I grabbed the bottle of whiskey off the bar counter located in the high-end hotel I had checked-in to. It would be the last place those fuckers looked. I didn’t do high-end, nothing about me said money or success. They would look for me
in the darkness. Where regular, ordinary people were scared to go, so this gave me enough time to figure out a plan and go from there.
Slamming back some of the liquor, I prayed that it would numb the pain enough for me to forget her memory just like it burned my throat. When you lose someone you love and you never get the chance to tell them, to speak those three little words to them for the very first time, it puts a burden on your very soul. I hated myself every second that I was alive and she wasn't. Especially when I promised her I would protect her.
It’s your fault.
Those three words echoed in my mind every single second of the day.
Make them pay, Grayson.
Those four words fueled me in ways no one would ever understand.

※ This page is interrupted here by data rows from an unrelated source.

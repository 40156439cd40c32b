//! The MCP JSON-RPC 2.0 endpoint. Tool adapters hold only an
//! `Arc<Services>`, never an HTTP client pointed back at this same
//! server - the dead self-loopback the original design carried is not
//! reproduced here at all.

use std::collections::HashMap;
use std::sync::Arc;
use std::time::Duration;

use axum::extract::State;
use axum::Json;
use futures::future::BoxFuture;
use serde::{Deserialize, Serialize};
use serde_json::Value;
use spectre_common::{DomainError, HasKind, ShutdownSignal};

use crate::query::QueryParams;
use crate::services::Services;

use super::state::AppState;

const JSONRPC_VERSION: &str = "2.0";

const INVALID_REQUEST: i64 = -32600;
const METHOD_NOT_FOUND: i64 = -32601;
const INVALID_PARAMS: i64 = -32602;
const SERVER_ERROR: i64 = -32000;

#[derive(Debug, Deserialize)]
pub struct JsonRpcRequest {
    #[serde(default)]
    pub jsonrpc: Option<String>,
    #[serde(default)]
    pub id: Value,
    pub method: String,
    #[serde(default)]
    pub params: Value,
}

#[derive(Debug, Serialize)]
pub struct JsonRpcResponse {
    pub jsonrpc: &'static str,
    pub id: Value,
    #[serde(skip_serializing_if = "Option::is_none")]
    pub result: Option<Value>,
    #[serde(skip_serializing_if = "Option::is_none")]
    pub error: Option<JsonRpcError>,
}

#[derive(Debug, Serialize)]
pub struct JsonRpcError {
    pub code: i64,
    pub message: String,
    #[serde(skip_serializing_if = "Option::is_none")]
    pub data: Option<Value>,
}

impl JsonRpcResponse {
    fn ok(id: Value, result: Value) -> Self {
        Self { jsonrpc: JSONRPC_VERSION, id, result: Some(result), error: None }
    }

    fn err(id: Value, code: i64, message: impl Into<String>, data: Option<Value>) -> Self {
        Self {
            jsonrpc: JSONRPC_VERSION,
            id,
            result: None,
            error: Some(JsonRpcError { code, message: message.into(), data }),
        }
    }
}

fn domain_error_response(id: Value, error: DomainError) -> JsonRpcResponse {
    let kind = error.kind();
    JsonRpcResponse::err(id, SERVER_ERROR, error.message, Some(serde_json::json!({ "kind": kind.to_string() })))
}

type ToolFuture = BoxFuture<'static, Result<Value, DomainError>>;
pub(crate) type ToolAdapter = Box<dyn Fn(Arc<Services>, ShutdownSignal, Value) -> ToolFuture + Send + Sync>;

/// Builds the `{tool name -> adapter}` table once, at server
/// construction, matching §4.6's "single in-process dispatcher...
/// sharing the service instances by reference" requirement. Each
/// adapter decodes its arguments, validates them (via `serde`'s own
/// deserialization failure), calls the service, and serializes the
/// result - no business logic lives here, only the decode/call/encode
/// plumbing.
pub(crate) fn build_tool_table() -> HashMap<&'static str, ToolAdapter> {
    let mut tools: HashMap<&'static str, ToolAdapter> = HashMap::new();

    tools.insert(
        "log_query",
        Box::new(|services, shutdown, args| {
            Box::pin(async move {
                let args: IntegrationScopedArgs = decode(args)?;
                let result = services.log_query.query(&shutdown, &args.integration, args.params).await?;
                Ok(serde_json::to_value(result).expect("QueryResult is always representable as JSON"))
            })
        }),
    );

    tools.insert(
        "log_query_histogram",
        Box::new(|services, shutdown, args| {
            Box::pin(async move {
                let args: HistogramArgs = decode(args)?;
                let step = Duration::from_secs(args.step_secs);
                let result = services
                    .log_query
                    .histogram(&shutdown, &args.integration, args.params, step)
                    .await?;
                Ok(serde_json::to_value(result).expect("histogram buckets are always representable as JSON"))
            })
        }),
    );

    tools.insert(
        "log_query_aggregate",
        Box::new(|services, shutdown, args| {
            Box::pin(async move {
                let args: AggregateArgs = decode(args)?;
                let result = services
                    .log_query
                    .aggregate(&shutdown, &args.integration, args.params, &args.group_by)
                    .await?;
                Ok(serde_json::to_value(result).expect("aggregation groups are always representable as JSON"))
            })
        }),
    );

    tools.insert(
        "timeline",
        Box::new(|services, shutdown, args| {
            Box::pin(async move {
                let args: TimelineArgs = decode(args)?;
                let result = services
                    .timeline
                    .timeline(&shutdown, &args.integration, args.resource_params, args.event_params)
                    .await?;
                Ok(serde_json::to_value(result).expect("timeline response is always representable as JSON"))
            })
        }),
    );

    tools.insert(
        "search",
        Box::new(|services, shutdown, args| {
            Box::pin(async move {
                let args: IntegrationScopedArgs = decode(args)?;
                let result = services.search.search(&shutdown, &args.integration, args.params).await?;
                Ok(serde_json::to_value(result).expect("search result is always representable as JSON"))
            })
        }),
    );

    tools.insert(
        "metadata",
        Box::new(|services, shutdown, args| {
            Box::pin(async move {
                let args: MetadataArgs = decode(args)?;
                let result = services.metadata.summary(&shutdown, &args.integration).await?;
                Ok(serde_json::to_value(result).expect("metadata summary is always representable as JSON"))
            })
        }),
    );

    tools.insert(
        "graph_neighbors",
        Box::new(|services, shutdown, args| {
            Box::pin(async move {
                let args: GraphNeighborsArgs = decode(args)?;
                let result = services
                    .graph
                    .neighbors(&shutdown, &args.integration, args.params, &args.group_by)
                    .await?;
                Ok(serde_json::to_value(result).expect("neighbor list is always representable as JSON"))
            })
        }),
    );

    tools.insert(
        "graph_traverse",
        Box::new(|services, shutdown, args| {
            Box::pin(async move {
                let args: IntegrationScopedArgs = decode(args)?;
                let result = services.graph.traverse(&shutdown, &args.integration, args.params).await?;
                Ok(serde_json::to_value(result).expect("traversal result is always representable as JSON"))
            })
        }),
    );

    tools
}

fn decode<T: serde::de::DeserializeOwned>(args: Value) -> Result<T, DomainError> {
    serde_json::from_value(args).map_err(|e| DomainError::validation(format!("invalid tool arguments: {e}")))
}

#[derive(Debug, Deserialize)]
struct IntegrationScopedArgs {
    integration: String,
    #[serde(default)]
    params: QueryParams,
}

#[derive(Debug, Deserialize)]
struct HistogramArgs {
    integration: String,
    #[serde(default)]
    params: QueryParams,
    step_secs: u64,
}

#[derive(Debug, Deserialize)]
struct AggregateArgs {
    integration: String,
    #[serde(default)]
    params: QueryParams,
    group_by: String,
}

#[derive(Debug, Deserialize)]
struct TimelineArgs {
    integration: String,
    #[serde(default)]
    resource_params: QueryParams,
    #[serde(default)]
    event_params: QueryParams,
}

#[derive(Debug, Deserialize)]
struct MetadataArgs {
    integration: String,
}

#[derive(Debug, Deserialize)]
struct GraphNeighborsArgs {
    integration: String,
    #[serde(default)]
    params: QueryParams,
    group_by: String,
}

/// `POST /v1/mcp` - a stateless JSON-RPC 2.0 endpoint supporting
/// `initialize`, `tools/list`, and `tools/call`, the minimal surface a
/// Model Context Protocol client negotiates against.
pub async fn handle(State(state): State<AppState>, Json(request): Json<JsonRpcRequest>) -> Json<JsonRpcResponse> {
    if request.jsonrpc.as_deref().is_some_and(|v| v != JSONRPC_VERSION) {
        return Json(JsonRpcResponse::err(request.id, INVALID_REQUEST, "unsupported jsonrpc version", None));
    }

    let response = match request.method.as_str() {
        "initialize" => JsonRpcResponse::ok(request.id, initialize_result()),
        "tools/list" => JsonRpcResponse::ok(request.id, tools_list_result(&state.tool_names())),
        "tools/call" => dispatch_tool_call(&state, request.id, request.params).await,
        other => JsonRpcResponse::err(request.id, METHOD_NOT_FOUND, format!("unknown method {other:?}"), None),
    };
    Json(response)
}

fn initialize_result() -> Value {
    serde_json::json!({
        "protocolVersion": "2024-11-05",
        "serverInfo": { "name": "spectre", "version": env!("CARGO_PKG_VERSION") },
        "capabilities": { "tools": {} },
    })
}

fn tools_list_result(names: &[&'static str]) -> Value {
    let tools: Vec<Value> = names.iter().map(|name| serde_json::json!({ "name": name })).collect();
    serde_json::json!({ "tools": tools })
}

#[derive(Debug, Deserialize)]
struct ToolCallParams {
    name: String,
    #[serde(default)]
    arguments: Value,
}

async fn dispatch_tool_call(state: &AppState, id: Value, params: Value) -> JsonRpcResponse {
    let call: ToolCallParams = match serde_json::from_value(params) {
        Ok(call) => call,
        Err(e) => return JsonRpcResponse::err(id, INVALID_PARAMS, format!("invalid tools/call params: {e}"), None),
    };
    let Some(adapter) = state.tools.get(call.name.as_str()) else {
        return JsonRpcResponse::err(id, METHOD_NOT_FOUND, format!("unknown tool {:?}", call.name), None);
    };
    let shutdown = state.shutdown.child();
    match adapter(Arc::clone(&state.services), shutdown, call.arguments).await {
        Ok(result) => JsonRpcResponse::ok(id, serde_json::json!({ "content": [{ "type": "json", "json": result }] })),
        Err(e) => domain_error_response(id, e),
    }
}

My eyes narrowed as I got up and made my way to the bathroom. I stared at myself through the mirror, my reflection almost mocking me. How could I look myself in the eyes and be okay with the two lives I had lost? How could I handle knowing that it was my fault they died? The truth was I couldn't; not now, not ever.
I slammed my fist against the mirror, watching the pieces crack and break away. Dark red blotches fell against the marble counter and onto the pieces of glass that shattered moments before. Pain flowed through my ligaments and as I looked at the blood pooling, I smiled.
“This is for you, Ellie. Everyday that I breathe and you don’t, I’ll bleed for you. I promise that no matter what happens, I will spend every second of my life avenging your heart.” Tears filled my eyes burning the inside of me as if they were leaving a blazing fire down my cheeks. What a sad fucker I was. I lifted my fist again and slammed it into the remaining pieces of glass. Small pinpricks of pain could be felt against my skin as the glass shattered over and over again, just like what was left of my heart. Once every piece of glass had fell from the mirror, and I could no longer see my own reflection or feel the pain roaring through my bloodstream, I turned the water on in the shower as hot as it could go and shed my clothing. Then I stepped into the steam, into the flesh-burning water and waited for the pain to consume my body; for the heat to melt away the pain. I was slowly dying. I might be breathing, and I might have blood pumping through my veins, but I was dying so slowly that even time was of no essence. Blackness was taking over, and as I teetered right on the edge of life and death I saw her. It was in her smooth skin, sweet smile, and soft eyes that I slipped even deeper into the darkness.